__Provided data__.
//! DNS resolver initialization.
//!
//! This module provides functions to build the validating resolver and the
//! direct nameserver client from an [`EngineConfig`].

use std::sync::Arc;
use std::time::Duration;

use hickory_resolver::config::{ResolverConfig, ResolverOpts};
use hickory_resolver::TokioAsyncResolver;

use crate::config::{EngineConfig, UpstreamResolver, EXTENDED_ERROR_TIMEOUT_SECS};
use crate::dns::{ExtendedErrorProbe, UdpDirectResolver, ValidatingResolver};
use crate::error_handling::InitializationError;

fn upstream_config(upstream: UpstreamResolver) -> ResolverConfig {
    match upstream {
        UpstreamResolver::Google => ResolverConfig::google(),
        UpstreamResolver::Cloudflare => ResolverConfig::cloudflare(),
        UpstreamResolver::Quad9 => ResolverConfig::quad9(),
    }
}

/// Resolver options used for every scan.
///
/// - DNSSEC validation against the built-in root trust anchor
/// - Cached answers expire immediately, so each lookup sees live data
/// - No hosts file and no search list
pub fn resolver_opts(config: &EngineConfig) -> ResolverOpts {
    let mut opts = ResolverOpts::default();
    opts.timeout = config.dns_attempt_timeout;
    opts.attempts = 2;
    opts.ndots = 0;
    opts.validate = true;
    opts.edns0 = true;
    opts.use_hosts_file = false;
    opts.preserve_intermediates = true;
    opts.positive_min_ttl = None;
    opts.negative_min_ttl = None;
    opts.positive_max_ttl = Some(Duration::ZERO);
    opts.negative_max_ttl = Some(Duration::ZERO);
    opts
}

/// Creates the shared validating resolver handle.
///
/// Built once per engine and shared by every scan through an `Arc`.
///
/// # Errors
///
/// Returns `InitializationError::ConfigError` if the timeouts are unusable.
pub fn init_resolver(
    config: &EngineConfig,
) -> Result<Arc<ValidatingResolver>, InitializationError> {
    config.validate()?;

    let handle = TokioAsyncResolver::tokio(upstream_config(config.upstream), resolver_opts(config));
    let mut resolver = ValidatingResolver::new(Arc::new(handle), config.dns_timeout);
    if let Some(server) = config.extended_error_resolver {
        resolver = resolver.with_extended_errors(Arc::new(ExtendedErrorProbe::new(
            server,
            Duration::from_secs(EXTENDED_ERROR_TIMEOUT_SECS),
        )));
    }
    Ok(Arc::new(resolver))
}

/// Creates the client used for queries sent straight to nameservers.
pub fn init_direct_resolver(config: &EngineConfig) -> Arc<UdpDirectResolver> {
    Arc::new(UdpDirectResolver::new(config.direct_query_timeout))
}
//! Emulated HTTP-01 validation requests.
//!
//! This module provides:
//! - [`check_http`]: one validation-server style request to one address
//! - [`HttpCheckResult`]: the raw outcome with its timestamped trace
//! - The redirect rules and the problems a failed request turns into
//!
//! Each probe builds its own single-shot client: no keep-alive, certificate
//! verification off, and a resolver that pins the domain under test to the
//! address being probed.

mod errors;
mod redirects;
mod resolve;
mod result;

use std::net::IpAddr;
use std::sync::Arc;
use std::time::Duration;

use log::debug;
use reqwest::header::{ACCEPT, SERVER};
use reqwest::StatusCode;

use crate::config::{
    HTTP_IDLE_TIMEOUT, HTTP_TIMEOUT_SECS, MAX_BODY_SNIPPET_BYTES, VALIDATION_USER_AGENT,
};
use crate::context::ScanContext;
use crate::error_handling::error_chain;
use crate::problem::{Problem, Severity};

use errors::{translate_http_error, ProbeFailure};
use resolve::PinnedResolver;
use result::ProbeRecorder;

// Re-export public API
pub use errors::{
    a_not_working, aaaa_not_working, bad_redirect, unexpected_http_response,
    webserver_misconfiguration,
};
pub use redirects::check_redirect_target;
pub use result::HttpCheckResult;

/// Settings for emulated validation requests.
#[derive(Debug, Clone)]
pub struct ProberConfig {
    /// Total time allowed for one request, redirects and body included
    pub timeout: Duration,
    /// User-Agent header sent with every request
    pub user_agent: String,
    /// Port dialed for URLs that name none; `None` means the scheme default
    pub dial_port: Option<u16>,
}

impl Default for ProberConfig {
    fn default() -> Self {
        Self {
            timeout: Duration::from_secs(HTTP_TIMEOUT_SECS),
            user_agent: VALIDATION_USER_AGENT.to_string(),
            dial_port: None,
        }
    }
}

fn build_client(
    ctx: &ScanContext,
    domain: &str,
    ip: IpAddr,
    recorder: &ProbeRecorder,
) -> Result<reqwest::Client, reqwest::Error> {
    let prober = ctx.prober();
    let resolver = PinnedResolver::new(domain, ip, prober.dial_port, ctx.clone(), recorder.clone());

    reqwest::Client::builder()
        .dns_resolver(Arc::new(resolver))
        .redirect(redirects::redirect_policy(recorder.clone()))
        .danger_accept_invalid_certs(true)
        .pool_max_idle_per_host(0)
        .pool_idle_timeout(HTTP_IDLE_TIMEOUT)
        .no_proxy()
        .http1_only()
        .connect_timeout(prober.timeout)
        .timeout(prober.timeout)
        .user_agent(prober.user_agent.clone())
        .build()
}

/// Reads at most `limit` bytes of the body.
///
/// Whatever arrived before a read error is kept.
async fn read_limited(
    mut response: reqwest::Response,
    limit: usize,
) -> (Vec<u8>, Option<reqwest::Error>) {
    let mut body = Vec::new();
    while body.len() < limit {
        match response.chunk().await {
            Ok(Some(chunk)) => {
                let take = chunk.len().min(limit - body.len());
                body.extend_from_slice(&chunk[..take]);
            }
            Ok(None) => break,
            Err(e) => return (body, Some(e)),
        }
    }
    (body, None)
}

fn status_text(code: u16) -> String {
    StatusCode::from_u16(code)
        .map(|status| status.to_string())
        .unwrap_or_else(|_| code.to_string())
}

/// Judges a completed response against the scan options.
fn evaluate_response(
    domain: &str,
    expect: &str,
    result: &HttpCheckResult,
    read_error: Option<String>,
) -> Option<Problem> {
    let body = String::from_utf8_lossy(&result.content);

    let message = if !expect.is_empty() {
        match read_error {
            Some(e) => format!(
                "This test expected the server to respond with \"{expect}\" but instead we \
                 experienced an error reading the response: {e}"
            ),
            None if body != expect => format!(
                "This test expected the server to respond with \"{expect}\" but instead we got \
                 a response beginning with \"{body}\""
            ),
            None => return None,
        }
    } else {
        match read_error {
            Some(e) => format!("we experienced an error reading the response: {e}"),
            None => {
                // 2xx and 404 are the expected outcomes without a challenge file
                let code = result.status_code;
                if !(200..=299).contains(&code) && code != 404 {
                    return Some(unexpected_http_response(
                        domain,
                        &status_text(code),
                        &body,
                        &result.trace,
                    ));
                }
                return None;
            }
        }
    };

    Some(translate_http_error(
        domain,
        result.ip,
        ProbeFailure::Transport {
            message,
            timeout: false,
        },
        &result.trace,
    ))
}

/// Sends one validation-server style request for `domain` to `ip`.
///
/// Requests `http://{domain}/.well-known/acme-challenge/{path}` and returns
/// the raw result together with at most one problem. Network failures are
/// always reported as problems, never as errors.
pub async fn check_http(
    ctx: &ScanContext,
    domain: &str,
    ip: IpAddr,
) -> (HttpCheckResult, Option<Problem>) {
    let recorder = ProbeRecorder::new(ip);
    let options = ctx.options();
    let url = format!(
        "http://{domain}/.well-known/acme-challenge/{}",
        options.request_path()
    );
    recorder.trace(format!("Making a request to {url} (using initial IP {ip})"));

    let client = match build_client(ctx, domain, ip, &recorder) {
        Ok(client) => client,
        Err(e) => {
            return (
                recorder.snapshot(),
                Some(Problem::internal(
                    format!("Failed to construct validation request: {}", error_chain(&e)),
                    Severity::Error,
                )),
            )
        }
    };

    let response = match client.get(&url).header(ACCEPT, "*/*").send().await {
        Ok(response) => response,
        Err(e) => {
            let failure = match recorder.take_redirect_error() {
                Some(message) => ProbeFailure::Redirect(message),
                None => {
                    let message = error_chain(&e);
                    recorder.trace(format!("Experienced error: {message}"));
                    ProbeFailure::Transport {
                        message,
                        timeout: e.is_timeout(),
                    }
                }
            };
            let result = recorder.snapshot();
            debug!("Probe of {domain} via {ip} failed: {failure:?}");
            let problem = translate_http_error(domain, ip, failure, &result.trace);
            return (result, Some(problem));
        }
    };

    let server = response
        .headers()
        .get(SERVER)
        .and_then(|value| value.to_str().ok())
        .map(str::to_string);
    recorder.observe_status(response.status(), server.as_deref());

    let expect = options.http_expect_response.as_str();
    let limit = MAX_BODY_SNIPPET_BYTES.max(expect.len() + 2);
    let (content, read_error) = read_limited(response, limit).await;
    recorder.set_content(content);

    let result = recorder.snapshot();
    debug!("Probe of {domain} via {ip}: {result}");
    let problem = evaluate_response(
        domain,
        expect,
        &result,
        read_error.map(|e| error_chain(&e)),
    );
    (result, problem)
}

__Your instructions__. Restate the data word for word. Begin at its first line, end at the line that contains "opts.edns0 = true;", and include both.

__Answer space__.
//! DNS resolver initialization.
//!
//! This module provides functions to build the validating resolver and the
//! direct nameserver client from an [`EngineConfig`].

use std::sync::Arc;
use std::time::Duration;

use hickory_resolver::config::{ResolverConfig, ResolverOpts};
use hickory_resolver::TokioAsyncResolver;

use crate::config::{EngineConfig, UpstreamResolver, EXTENDED_ERROR_TIMEOUT_SECS};
use crate::dns::{ExtendedErrorProbe, UdpDirectResolver, ValidatingResolver};
use crate::error_handling::InitializationError;

fn upstream_config(upstream: UpstreamResolver) -> ResolverConfig {
    match upstream {
        UpstreamResolver::Google => ResolverConfig::google(),
        UpstreamResolver::Cloudflare => ResolverConfig::cloudflare(),
        UpstreamResolver::Quad9 => ResolverConfig::quad9(),
    }
}

/// Resolver options used for every scan.
///
/// - DNSSEC validation against the built-in root trust anchor
/// - Cached answers expire immediately, so each lookup sees live data
/// - No hosts file and no search list
pub fn resolver_opts(config: &EngineConfig) -> ResolverOpts {
    let mut opts = ResolverOpts::default();
    opts.timeout = config.dns_attempt_timeout;
    opts.attempts = 2;
    opts.ndots = 0;
    opts.validate = true;
    opts.edns0 = true;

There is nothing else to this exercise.